WHAT IS BEING ASKED:
Would you filter the listing below so that only lines with the word "details" remain?

MATERIAL SHOWN:
|---|

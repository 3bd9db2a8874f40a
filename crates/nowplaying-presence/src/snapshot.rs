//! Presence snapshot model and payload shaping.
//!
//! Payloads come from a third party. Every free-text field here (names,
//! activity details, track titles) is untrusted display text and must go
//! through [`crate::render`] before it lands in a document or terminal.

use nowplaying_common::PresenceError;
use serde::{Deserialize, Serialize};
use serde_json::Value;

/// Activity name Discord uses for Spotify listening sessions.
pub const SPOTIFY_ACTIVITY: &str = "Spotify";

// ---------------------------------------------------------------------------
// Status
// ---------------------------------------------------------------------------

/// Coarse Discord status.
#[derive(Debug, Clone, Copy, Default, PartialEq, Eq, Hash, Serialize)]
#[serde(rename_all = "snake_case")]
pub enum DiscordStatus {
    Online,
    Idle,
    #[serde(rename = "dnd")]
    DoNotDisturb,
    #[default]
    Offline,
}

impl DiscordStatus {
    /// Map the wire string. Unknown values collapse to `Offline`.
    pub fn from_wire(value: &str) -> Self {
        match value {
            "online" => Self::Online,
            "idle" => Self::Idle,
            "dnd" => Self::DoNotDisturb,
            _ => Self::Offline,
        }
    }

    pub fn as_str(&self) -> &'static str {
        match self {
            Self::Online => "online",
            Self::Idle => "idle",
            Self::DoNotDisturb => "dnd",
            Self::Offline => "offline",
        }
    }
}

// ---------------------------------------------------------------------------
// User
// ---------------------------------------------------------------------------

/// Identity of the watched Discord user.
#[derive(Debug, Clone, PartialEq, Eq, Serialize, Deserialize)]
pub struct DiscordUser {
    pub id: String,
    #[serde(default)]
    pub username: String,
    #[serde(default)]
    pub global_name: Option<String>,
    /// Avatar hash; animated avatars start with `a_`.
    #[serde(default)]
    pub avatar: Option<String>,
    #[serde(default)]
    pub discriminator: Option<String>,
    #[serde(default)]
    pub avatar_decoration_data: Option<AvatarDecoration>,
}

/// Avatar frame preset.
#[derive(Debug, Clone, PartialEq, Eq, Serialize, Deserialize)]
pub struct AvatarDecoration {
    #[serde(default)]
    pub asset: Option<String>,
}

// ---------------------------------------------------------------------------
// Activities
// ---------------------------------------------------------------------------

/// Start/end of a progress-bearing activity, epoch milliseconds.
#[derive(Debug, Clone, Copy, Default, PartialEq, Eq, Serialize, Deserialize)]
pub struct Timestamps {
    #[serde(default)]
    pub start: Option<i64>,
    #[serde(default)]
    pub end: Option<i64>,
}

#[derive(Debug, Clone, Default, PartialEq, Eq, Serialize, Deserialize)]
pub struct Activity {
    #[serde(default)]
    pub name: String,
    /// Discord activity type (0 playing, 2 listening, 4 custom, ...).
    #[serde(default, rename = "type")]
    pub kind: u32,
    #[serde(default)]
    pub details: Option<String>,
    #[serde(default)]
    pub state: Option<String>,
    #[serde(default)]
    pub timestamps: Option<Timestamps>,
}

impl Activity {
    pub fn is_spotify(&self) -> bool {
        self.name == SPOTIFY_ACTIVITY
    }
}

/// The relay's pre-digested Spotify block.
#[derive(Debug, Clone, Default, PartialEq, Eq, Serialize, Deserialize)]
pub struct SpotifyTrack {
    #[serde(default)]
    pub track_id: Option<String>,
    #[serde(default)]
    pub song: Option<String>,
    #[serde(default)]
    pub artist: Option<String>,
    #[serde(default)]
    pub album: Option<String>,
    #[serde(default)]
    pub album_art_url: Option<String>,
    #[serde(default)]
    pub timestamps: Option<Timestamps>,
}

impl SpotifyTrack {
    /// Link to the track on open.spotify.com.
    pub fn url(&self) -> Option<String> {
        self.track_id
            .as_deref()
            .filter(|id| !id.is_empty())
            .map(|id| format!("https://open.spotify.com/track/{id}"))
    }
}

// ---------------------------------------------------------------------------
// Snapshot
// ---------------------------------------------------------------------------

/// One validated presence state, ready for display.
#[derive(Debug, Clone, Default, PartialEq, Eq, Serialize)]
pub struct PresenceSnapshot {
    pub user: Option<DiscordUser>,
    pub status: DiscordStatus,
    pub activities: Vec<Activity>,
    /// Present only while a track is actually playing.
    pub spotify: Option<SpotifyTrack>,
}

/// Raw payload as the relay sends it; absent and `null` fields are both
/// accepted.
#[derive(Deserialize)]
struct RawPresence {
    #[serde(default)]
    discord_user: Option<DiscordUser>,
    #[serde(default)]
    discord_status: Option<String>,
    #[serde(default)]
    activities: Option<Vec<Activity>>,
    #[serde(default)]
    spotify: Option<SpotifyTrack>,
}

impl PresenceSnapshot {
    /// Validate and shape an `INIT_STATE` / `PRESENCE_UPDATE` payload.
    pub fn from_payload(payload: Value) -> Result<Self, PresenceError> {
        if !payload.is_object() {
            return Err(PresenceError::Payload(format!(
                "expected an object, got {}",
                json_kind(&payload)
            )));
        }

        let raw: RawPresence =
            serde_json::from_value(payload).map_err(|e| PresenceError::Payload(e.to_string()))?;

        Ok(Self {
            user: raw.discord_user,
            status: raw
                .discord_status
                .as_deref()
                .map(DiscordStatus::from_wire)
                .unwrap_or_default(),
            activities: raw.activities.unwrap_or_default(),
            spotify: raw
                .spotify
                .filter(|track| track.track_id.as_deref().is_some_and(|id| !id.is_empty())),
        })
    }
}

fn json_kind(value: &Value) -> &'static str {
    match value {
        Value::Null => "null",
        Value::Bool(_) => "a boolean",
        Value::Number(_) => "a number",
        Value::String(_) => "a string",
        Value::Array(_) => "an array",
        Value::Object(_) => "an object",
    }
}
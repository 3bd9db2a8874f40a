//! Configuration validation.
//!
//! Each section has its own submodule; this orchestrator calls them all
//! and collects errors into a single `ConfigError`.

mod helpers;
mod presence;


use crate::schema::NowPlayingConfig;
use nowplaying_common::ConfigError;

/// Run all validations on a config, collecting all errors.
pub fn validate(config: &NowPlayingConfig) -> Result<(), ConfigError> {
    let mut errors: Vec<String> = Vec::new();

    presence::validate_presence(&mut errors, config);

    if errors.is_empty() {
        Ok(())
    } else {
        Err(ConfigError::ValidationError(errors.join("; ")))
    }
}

|---|

ANSWER FOR THE TASK:
//! activity details, track titles) is untrusted display text and must go
    pub details: Option<String>,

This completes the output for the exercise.